In the past I have had problems with one of the rear wheels locking up at low speeds, especially right after the season's first rain. Bleeding the brakes solved the problem, but I had to do it each year at rainy season. Replacing the wheel cylinders did not fix it, nor did replacing drums, shoes or hardware. Brake lines showed no sign of blockage. No mechanic could figure it out. The solution was to bleed it annually after recurrence.

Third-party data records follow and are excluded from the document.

//! Query filter system
//!
//! Turns request objects into parameterized SELECT statements. Each request
//! type declares a static capability table ([`FieldDescriptor`]s); the
//! [`Chain`] walks it against [`TableMetadata`] to decide which fields become
//! `IN` predicates and how free-text search expands.
//!
//! ## Usage
//!
//! ```no_run
//! use im_server::data::filters::{Chain, TableMetadata, columns};
//! use im_server::domain::identity::DescribeUsersRequest;
//!
//! let meta = TableMetadata::identity();
//! let req = DescribeUsersRequest::default();
//! let query = Chain::new(&meta, columns::TABLE_USER)
//!     .build_filter_conditions(&req, columns::TABLE_USER, &[])
//!     .add_query_order_dir(&req, columns::COLUMN_CREATE_TIME)
//!     .paginate(&req)
//!     .into_query();
//! let sql = query.to_sql();
//! ```

mod builder;
mod metadata;
mod query;
mod request;
mod types;

pub use builder::{
    Chain, DEFAULT_LIMIT, DEFAULT_OFFSET, DEFAULT_SELECT_LIMIT, get_display_columns, get_limit,
    get_limit_from_request, get_offset, get_offset_from_request,
};
pub use metadata::{TableMetadata, columns};
pub use query::{SelectQuery, SortDirection};
pub use request::{
    FieldDescriptor, FilterRequest, Paginated, SEARCH_WORD_COLUMN, UNMAPPED_COLUMN, column_from_tag,
};
pub use types::{FieldValue, FilterValue, SqlParams, SqlValue};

Chapter 2; Brake Failure And M/C Replacement No.1

One night exiting the freeway the brake pedal went to the floor. I pumped it and the pedal came up. Hooray, I didn't die. The problem is consistent with a typical failure of a piston seal within the master cylinder. No leaks were observed anywhere on the vehicle. The reservoir had no noticeable loss in volume. Oh, and I always use Synthetic Dot 3.
The brake master cylinder was replaced with a rebuilt unit. I bench bled the unit, and bolted it into place. Upon bleeding the brakes, I got constant air bubbles. That is, once the fluid that was already in the lines was flushed, only air bubble-infused fluid came through.
After bleeding it for a week, including using a vacuum bleeder, I took it to a mechanic who was also unable to bleed it of air. The conclusion was a bad rebuilt master cylinder.

Chapter 3; M/C Replacement No. 2

My plan was to return the rebuilt unit and purchase a new brake master cylinder, but while explaining this transaction to one auto parts clerk, the other clerk had already exchanged it for another rebuild unit. Apparently it was a PITA to un-exchange it and return it. Ok, fine.
Once home I again bench bled the (other rebuilt) master cylinder and bolted it into the 4Runner. This time no bubbles. Hallelujah.
With the engine off, the pedal height felt correct. It was also not spongy or rock hard. In other words, all seemed right. After starting the engine the vacuum kicked in, and the pedal dropped slightly as the brake booster did it's duty. Again, all was good.
However upon driving the 4Runner, the pedal dropped half to 2/3 of the way to the floor when I got to the stop sign.
The vehicle can stand still idling as long as I like and the pedal is fine. As soon as I start driving, the pedal will drop when braking. And it's not totally consistent either. Sometimes 100 feet is all it takes, other times 1/2 mile or more. Sometimes the pedal drops 1/4 of the way, sometimes 3/4, sometimes in between.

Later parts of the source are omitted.